• _TASK GOAL_: Where the records below reach the line containing "err.into_iter()", start transcribing, and end with the line containing "let (span, src)", exactly and with nothing else added.

··········

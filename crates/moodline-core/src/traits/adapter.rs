// SPDX-FileCopyrightText: 2026 Moodline Contributors
// SPDX-License-Identifier: MIT OR Apache-2.0

//! Base adapter trait that all provider adapters implement.

use async_trait::async_trait;

use crate::error::MoodlineError;
use crate::types::{AdapterType, HealthStatus};

/// Identity and health reporting shared by every provider adapter.
#[async_trait]
pub trait PluginAdapter: Send + Sync + 'static {
    /// Returns the human-readable name of this adapter instance.
    fn name(&self) -> &str;

    /// Returns the semantic version of this adapter.
    fn version(&self) -> semver::Version;

    /// Returns the kind of adapter.
    fn adapter_type(&self) -> AdapterType;

    /// Reports whether the adapter can reach its backend.
    ///
    /// Adapters without a credential report `Degraded` rather than failing.
    async fn health_check(&self) -> Result<HealthStatus, MoodlineError>;
}
// SPDX-FileCopyrightText: 2026 Moodline Contributors
// SPDX-License-Identifier: MIT OR Apache-2.0

//! Wire types for the hosted classification API.

use serde::{Deserialize, Serialize};

/// Request body: `{"inputs": "<text>"}`.
#[derive(Debug, Serialize)]
pub struct ClassifyRequest<'a> {
    pub inputs: &'a str,
}

/// One label/probability pair from the classifier.
#[derive(Debug, Clone, Deserialize)]
pub struct LabelScore {
    pub label: String,
    pub score: f64,
}

/// Response body: one inner array of label scores per input.
pub type ClassifyResponse = Vec<Vec<LabelScore>>;

/// Collapses a classifier response into `POSITIVE - NEGATIVE`.
///
/// Both labels must be present, spelled exactly; any other shape has no
/// polarity.
pub fn polarity(response: &ClassifyResponse) -> Option<f64> {
    let labels = response.first()?;
    let find = |wanted: &str| labels.iter().find(|l| l.label == wanted).map(|l| l.score);

    Some(find("POSITIVE")? - find("NEGATIVE")?)
}
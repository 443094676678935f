// SPDX-FileCopyrightText: 2026 Moodline Contributors
// SPDX-License-Identifier: MIT OR Apache-2.0

//! Static crisis resources served when the generative provider is unavailable.

use std::collections::BTreeMap;

use serde::{Deserialize, Serialize};
use serde_json::Value;

#[derive(Debug, Clone, PartialEq, Eq, Serialize, Deserialize)]
pub struct Hotline {
    pub name: String,
    pub number: String,
    pub website: String,
}

#[derive(Debug, Clone, PartialEq, Eq, Serialize, Deserialize)]
pub struct Resource {
    pub title: String,
    pub description: String,
    pub url: String,
}

/// The fixed hotline and resource list.
#[derive(Debug, Clone, PartialEq, Eq, Serialize, Deserialize)]
pub struct CrisisResources {
    pub hotlines: Vec<Hotline>,
    pub resources: Vec<Resource>,
    /// Country -> hotline description.
    pub international: BTreeMap<String, String>,
    pub message: String,
}

/// Crisis support as returned to callers: model-generated JSON, or the static list.
#[derive(Debug, Clone, PartialEq, Serialize)]
#[serde(untagged)]
pub enum CrisisSupport {
    Generated(Value),
    Static(CrisisResources),
}

impl CrisisSupport {
    pub fn is_static(&self) -> bool {
        matches!(self, Self::Static(_))
    }
}

fn hotline(name: &str, number: &str, website: &str) -> Hotline {
    Hotline {
        name: name.into(),
        number: number.into(),
        website: website.into(),
    }
}

fn resource(title: &str, description: &str, url: &str) -> Resource {
    Resource {
        title: title.into(),
        description: description.into(),
        url: url.into(),
    }
}

pub fn static_crisis_resources() -> CrisisResources {
    CrisisResources {
        hotlines: vec![
            hotline(
                "National Suicide Prevention Lifeline",
                "988",
                "https://988lifeline.org/",
            ),
            hotline(
                "Crisis Text Line",
                "Text HOME to 741741",
                "https://www.crisistextline.org/",
            ),
            hotline(
                "Veterans Crisis Line",
                "1-800-273-8255, Press 1",
                "https://www.veteranscrisisline.net/",
            ),
        ],
        resources: vec![
            resource(
                "Find a Therapist",
                "Find licensed therapists in your area",
                "https://www.psychologytoday.com/",
            ),
            resource(
                "Mental Health America",
                "Resources and screening tools",
                "https://www.mhanational.org/",
            ),
        ],
        international: BTreeMap::from([
            ("australia".to_string(), "13 11 14 (Lifeline Australia)".to_string()),
            ("canada".to_string(), "1-833-456-4566 (Talk Suicide Canada)".to_string()),
            ("uk".to_string(), "116 123 (Samaritans)".to_string()),
        ]),
        message: "You are not alone. Help is available, and recovery is possible.".to_string(),
    }
}
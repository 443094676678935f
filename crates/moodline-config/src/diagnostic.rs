// SPDX-FileCopyrightText: 2026 Moodline Contributors
// SPDX-License-Identifier: MIT OR Apache-2.0

//! Figment-to-miette error bridge with "did you mean?" suggestions.

#![allow(unused_assignments)] // miette's Diagnostic derive generates code triggering this lint

use miette::{Diagnostic, NamedSource, SourceSpan};
use thiserror::Error;

/// Minimum Jaro-Winkler similarity for a key suggestion.
const SUGGESTION_THRESHOLD: f64 = 0.75;

/// A configuration error with enough context for miette to render it.
#[derive(Debug, Error, Diagnostic)]
pub enum ConfigError {
    /// A key that no config section declares.
    #[error("unknown configuration key `{key}`")]
    #[diagnostic(
        code(moodline::config::unknown_key),
        help("{}", unknown_key_help(suggestion.as_deref(), valid_keys))
    )]
    UnknownKey {
        key: String,
        suggestion: Option<String>,
        valid_keys: String,
        #[label("this key is not recognized")]
        span: Option<SourceSpan>,
        #[source_code]
        src: Option<NamedSource<String>>,
    },

    /// A value of the wrong TOML type.
    #[error("invalid type for key `{key}`: {detail}")]
    #[diagnostic(code(moodline::config::invalid_type), help("expected {expected}"))]
    InvalidType {
        key: String,
        detail: String,
        expected: String,
    },

    /// A required key with no default.
    #[error("missing required key `{key}`")]
    #[diagnostic(
        code(moodline::config::missing_key),
        help("add `{key} = <value>` to your moodline.toml")
    )]
    MissingKey { key: String },

    /// A semantic constraint violated after deserialization.
    #[error("validation error: {message}")]
    #[diagnostic(code(moodline::config::validation))]
    Validation { message: String },

    /// Anything figment reports that the variants above do not cover.
    #[error("configuration error: {0}")]
    #[diagnostic(code(moodline::config::other))]
    Other(String),
}

impl ConfigError {
    /// Shorthand for a validation error.
    pub fn validation(message: impl Into<String>) -> Self {
        Self::Validation {
            message: message.into(),
        }
    }
}

fn unknown_key_help(suggestion: Option<&str>, valid_keys: &str) -> String {
    match suggestion {
        Some(s) => format!("did you mean `{s}`? Valid keys: {valid_keys}"),
        None => format!("valid keys: {valid_keys}"),
    }
}

/// Converts every error inside a `figment::Error` into a [`ConfigError`].
///
/// `toml_sources` pairs file paths with their content so unknown keys can
/// be underlined in the offending file.
pub fn figment_to_config_errors(
    err: figment::Error,
    toml_sources: &[(String, String)],
) -> Vec<ConfigError> {
    use figment::error::Kind;

    err.into_iter()
        .map(|error| match &error.kind {
            Kind::UnknownField(field, expected) => {
                let valid: Vec<&str> = expected.to_vec();
                let (span, src) = locate_key(&error, field, toml_sources);
                ConfigError::UnknownKey {
                    key: field.clone(),
                    suggestion: suggest_key(field, &valid),
                    valid_keys: valid.join(", "),
                    span,
                    src,
                }
            }
            Kind::MissingField(field) => ConfigError::MissingKey {
                key: field.to_string(),
            },
            Kind::InvalidType(actual, expected) => ConfigError::InvalidType {
                key: dotted_path(&error),
                detail: format!("found {actual}, expected {expected}"),
                expected: expected.to_string(),
            },
            _ => ConfigError::Other(error.to_string()),
        })
        .collect()
}

fn dotted_path(error: &figment::error::Error) -> String {
    error
        .path
        .iter()
        .map(String::as_str)
        .collect::<Vec<_>>()
        .join(".")
}

/// Finds the file and byte span of an unknown key, if the error came from a file.
fn locate_key(
    error: &figment::error::Error,
    field: &str,
    toml_sources: &[(String, String)],
) -> (Option<SourceSpan>, Option<NamedSource<String>>) {
    let Some(figment::Source::File(path)) = error.metadata.as_ref().and_then(|m| m.source.as_ref())
    else {
        return (None, None);
    };
    let path = path.display().to_string();

    let Some((name, content)) = toml_sources.iter().find(|(p, _)| *p == path) else {
        return (None, None);
    };

    let section = error.path.first().map(String::as_str);
    match find_key_offset(content, section, field) {
        Some(offset) => (
            Some(SourceSpan::new(offset.into(), field.len())),
            Some(NamedSource::new(name, content.clone())),
        ),
        None => (None, None),
    }
}

/// Byte offset of `field` at the start of a line, after the `[section]` header if given.
pub fn find_key_offset(content: &str, section: Option<&str>, field: &str) -> Option<usize> {
    let start = match section {
        Some(section) => {
            let header = format!("[{section}]");
            content.find(&header)? + header.len()
        }
        None => 0,
    };

    let mut offset = start;
    for line in content[start..].split_inclusive('\n') {
        let indent = line.len() - line.trim_start().len();
        let rest = &line[indent..];
        if rest.starts_with('[') && section.is_some() {
            return None;
        }
        if let Some(after) = rest.strip_prefix(field)
            && after.trim_start().starts_with('=')
        {
            return Some(offset + indent);
        }
        offset += line.len();
    }
    None
}

/// Suggests the closest valid key by Jaro-Winkler similarity.
pub fn suggest_key(unknown: &str, valid_keys: &[&str]) -> Option<String> {
    valid_keys
        .iter()
        .map(|key| (*key, strsim::jaro_winkler(unknown, key)))
        .filter(|(_, score)| *score > SUGGESTION_THRESHOLD)
        .max_by(|a, b| a.1.total_cmp(&b.1))
        .map(|(key, _)| key.to_string())
}

/// Renders errors to stderr using miette's graphical handler.
pub fn render_errors(errors: &[ConfigError]) {
    let handler = miette::GraphicalReportHandler::new();
    for error in errors {
        let mut buf = String::new();
        match handler.render_report(&mut buf, error as &dyn Diagnostic) {
            Ok(()) => eprint!("{buf}"),
            Err(_) => eprintln!("Error: {error}"),
        }
    }
}
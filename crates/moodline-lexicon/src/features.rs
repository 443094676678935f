// SPDX-FileCopyrightText: 2026 Moodline Contributors
// SPDX-License-Identifier: MIT OR Apache-2.0

//! Heuristic feature extraction, independent of the polarity score.

use std::collections::BTreeMap;

use moodline_core::TextFeatures;

use crate::keywords::{
    ANXIETY_WORDS, CRISIS_PHRASES, FINE_EMOTIONS, NEGATIVE_WORDS, POSITIVE_WORDS, STOP_WORDS,
    THEMES, URGENCY_WORDS,
};
use crate::tokenizer::tokenize;

/// Maximum number of keywords returned by [`extract_keywords`].
const MAX_KEYWORDS: usize = 10;

/// Extracts word count, coarse emotion counts, themes, urgency, and crisis phrases.
pub fn extract_features(text: &str) -> TextFeatures {
    let tokens = tokenize(text);
    features_from_tokens(text, &tokens)
}

pub(crate) fn features_from_tokens(text: &str, tokens: &[String]) -> TextFeatures {
    let count_in = |list: &[&str]| tokens.iter().filter(|t| list.contains(&t.as_str())).count();

    let emotions = BTreeMap::from([
        ("positive".to_string(), count_in(POSITIVE_WORDS) as f64),
        ("negative".to_string(), count_in(NEGATIVE_WORDS) as f64),
        ("anxiety".to_string(), count_in(ANXIETY_WORDS) as f64),
    ]);

    let themes = THEMES
        .iter()
        .filter(|(_, words)| tokens.iter().any(|t| words.contains(&t.as_str())))
        .map(|(theme, _)| theme.to_string())
        .collect();

    let urgent_words = count_in(URGENCY_WORDS) as f64;
    let exclamations = text.matches('!').count() as f64;
    let urgency = (urgent_words * 0.3 + exclamations * 0.1).min(1.0);

    TextFeatures {
        word_count: tokens.len(),
        emotions,
        themes,
        urgency,
        crisis_phrases: detect_crisis_phrases(text),
    }
}

/// Crisis phrases contained in the text, in table order.
pub fn detect_crisis_phrases(text: &str) -> Vec<String> {
    let lower = text.to_lowercase();
    CRISIS_PHRASES
        .iter()
        .filter(|phrase| lower.contains(*phrase))
        .map(|phrase| phrase.to_string())
        .collect()
}

/// Counts fine-grained emotion keywords (`joy`, `love`, `excitement`,
/// `sadness`, `anger`, `fear`) by substring match.
///
/// Each keyword counts at most once regardless of how often it appears.
pub fn detect_emotions(text: &str) -> BTreeMap<String, usize> {
    let lower = text.to_lowercase();
    FINE_EMOTIONS
        .iter()
        .map(|(emotion, keywords)| {
            let hits = keywords.iter().filter(|k| lower.contains(*k)).count();
            (emotion.to_string(), hits)
        })
        .collect()
}

/// The first ten whitespace-separated words longer than three characters
/// that are not stop words.
pub fn extract_keywords(text: &str) -> Vec<String> {
    text.to_lowercase()
        .split_whitespace()
        .filter(|word| word.chars().count() > 3 && !STOP_WORDS.contains(word))
        .take(MAX_KEYWORDS)
        .map(str::to_string)
        .collect()
}
// SPDX-FileCopyrightText: 2026 Moodline Contributors
// SPDX-License-Identifier: MIT OR Apache-2.0

//! Word tokenization.

/// Splits lower-cased text into runs of alphanumeric characters and `_`.
///
/// Everything else (whitespace, punctuation, apostrophes) separates tokens,
/// so `"don't"` yields `["don", "t"]`.
pub fn tokenize(text: &str) -> Vec<String> {
    text.to_lowercase()
        .split(|c: char| !(c.is_alphanumeric() || c == '_'))
        .filter(|token| !token.is_empty())
        .map(str::to_string)
        .collect()
}

#[cfg(test)]
mod tests {
    use super::*;

    #[test]
    fn splits_on_punctuation_and_lowercases() {
        assert_eq!(
            tokenize("Work was GREAT, but... I'm tired!"),
            vec!["work", "was", "great", "but", "i", "m", "tired"]
        );
    }

    #[test]
    fn empty_and_symbol_only_text_has_no_tokens() {
        assert!(tokenize("").is_empty());
        assert!(tokenize("!!! ... ???").is_empty());
    }

    #[test]
    fn keeps_digits_and_underscores() {
        assert_eq!(tokenize("day_2 of 30"), vec!["day_2", "of", "30"]);
    }
}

··········

• _ANSWER TO THE EXERCISE_:
    err.into_iter()
        .map(|error| match &error.kind {
            Kind::UnknownField(field, expected) => {
                let valid: Vec<&str> = expected.to_vec();
                let (span, src) = locate_key(&error, field, toml_sources);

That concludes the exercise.